输入输出转化工具类
package com.rz.mobile_tag.log
import org.apache.spark.sql.Row
import org.apache.spark.sql.types.{LongType, StringType, StructField, StructType}
/**
* 访问日志转换(输入==>输出)工具类
*/
object AccessConvertUtil {
// 定义的输出字段
val structType = StructType(
Array(
StructField("url", StringType),
StructField("cmsType", StringType),
StructField("cmsId", LongType),
StructField("traffic", LongType),
StructField("ip", StringType),
StructField("city", StringType),
StructField("time", StringType),
StructField("day", StringType)
)
)
/**
* 根据输入的每一行信息转换成输出的样式
* @param log 输入的每一行记录信息
*/
def parseLog(log:String)={
try{
val splits = log.split("\t",-1)
val url = splits(1)
val traffic = splits(2).toLong
val ip = splits(3)
val domain = "http://www.rz.com/"
val cms = url.substring(url.indexOf(domain)+domain.length)
val cmsTypeId = cms.split("/")
var cmsType = ""
var cmsId = 0l
if (cmsTypeId.length>1){
cmsType = cmsTypeId(0)
cmsId = cmsTypeId(1).toLong
}
val city=""
val time = splits(0)
val day = time.substring(0, 10).replaceAll("-","")

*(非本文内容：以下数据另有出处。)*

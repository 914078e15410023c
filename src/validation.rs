//! Record validation against a [`Schema`].
//!
//! Validation runs after coercion and checks, per field in declaration order:
//!
//! - required fields are present (missing key, `Null` and `""` count as absent)
//! - present values conform to the declared type
//!
//! Every field is checked; there is no early exit.

use thiserror::Error;

use crate::types::{Field, FieldType, Record, RecordData, Schema, Value};

/// A single validation finding. The `Display` form is the user-facing message.
#[derive(Debug, Clone, PartialEq, Eq, Error)]
pub enum FieldViolation {
    #[error("{field} is required")]
    Required { field: String },

    #[error("{field} must be a number")]
    NotANumber { field: String },

    #[error("{field} must be a valid date")]
    InvalidDate { field: String },

    #[error("{field} must be a boolean")]
    NotABoolean { field: String },
}

/// Check a data map against `schema`, returning typed findings in field order.
pub fn check_data(data: &RecordData, schema: &Schema) -> Vec<FieldViolation> {
    let mut out = Vec::new();

    for field in &schema.fields {
        match data.get(&field.name).filter(|v| !v.is_absent()) {
            Some(value) => out.extend(type_violation(field, value)),
            None if field.required => out.push(FieldViolation::Required {
                field: field.name.clone(),
            }),
            None => {}
        }
    }

    out
}

/// Validate a record, returning human-readable messages (empty means valid).
pub fn validate_record(record: &Record, schema: &Schema) -> Vec<String> {
    check_data(&record.data, schema)
        .iter()
        .map(ToString::to_string)
        .collect()
}

/// Validate a batch, returning one `"Row {n}: ..."` message per failing record.
///
/// Rows are numbered from 1 in batch order.
pub fn validate_batch(records: &[Record], schema: &Schema) -> Vec<String> {
    records
        .iter()
        .enumerate()
        .filter_map(|(idx0, record)| {
            let errors = validate_record(record, schema);
            (!errors.is_empty()).then(|| row_message(idx0 + 1, &errors))
        })
        .collect()
}

/// Format the combined message for one failing row.
pub fn row_message(row: usize, errors: &[String]) -> String {
    format!("Row {row}: {}", errors.join(", "))
}

fn type_violation(field: &Field, value: &Value) -> Option<FieldViolation> {
    let name = || field.name.clone();
    match field.field_type {
        FieldType::String => None,
        FieldType::Number => value
            .as_finite_number()
            .is_none()
            .then(|| FieldViolation::NotANumber { field: name() }),
        FieldType::Date => (!matches!(value, Value::Date(_)))
            .then(|| FieldViolation::InvalidDate { field: name() }),
        FieldType::Boolean => (!matches!(value, Value::Boolean(_)))
            .then(|| FieldViolation::NotABoolean { field: name() }),
    }
}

// 这个Row里面的字段要和Struct中的字段对应上
Row(url, cmsType, cmsId, traffic, ip, city, time, day)
}catch {
case e:Exception =>{
Row(0)
}
}
}
}
读取数据,清洗输出目标数据
package com.rz.mobile_tag.log
import org.apache.spark.sql.{SaveMode, SparkSession}
/**
* 使用Spark完成我们的数据清洗操作
*/
object SparkStatCleanJob {
def main(args: Array[String]): Unit = {
val spark = SparkSession.builder().appName(s"${this.getClass.getSimpleName}")
.master("local[2]")
.getOrCreate()
val accessRDD = spark.sparkContext.textFile(args(0))
// debug查看数据
// accessRDD.take(10).foreach(println)
val accessDF = spark.createDataFrame(accessRDD.map(log =>AccessConvertUtil.parseLog(log)),AccessConvertUtil.structType)
// accessDF.printSchema()
// accessDF.show(false)
accessDF.coalesce(1).write.format("parquet").mode(SaveMode.Overwrite).partitionBy("day").save(args(1))
spark.stop()
}
}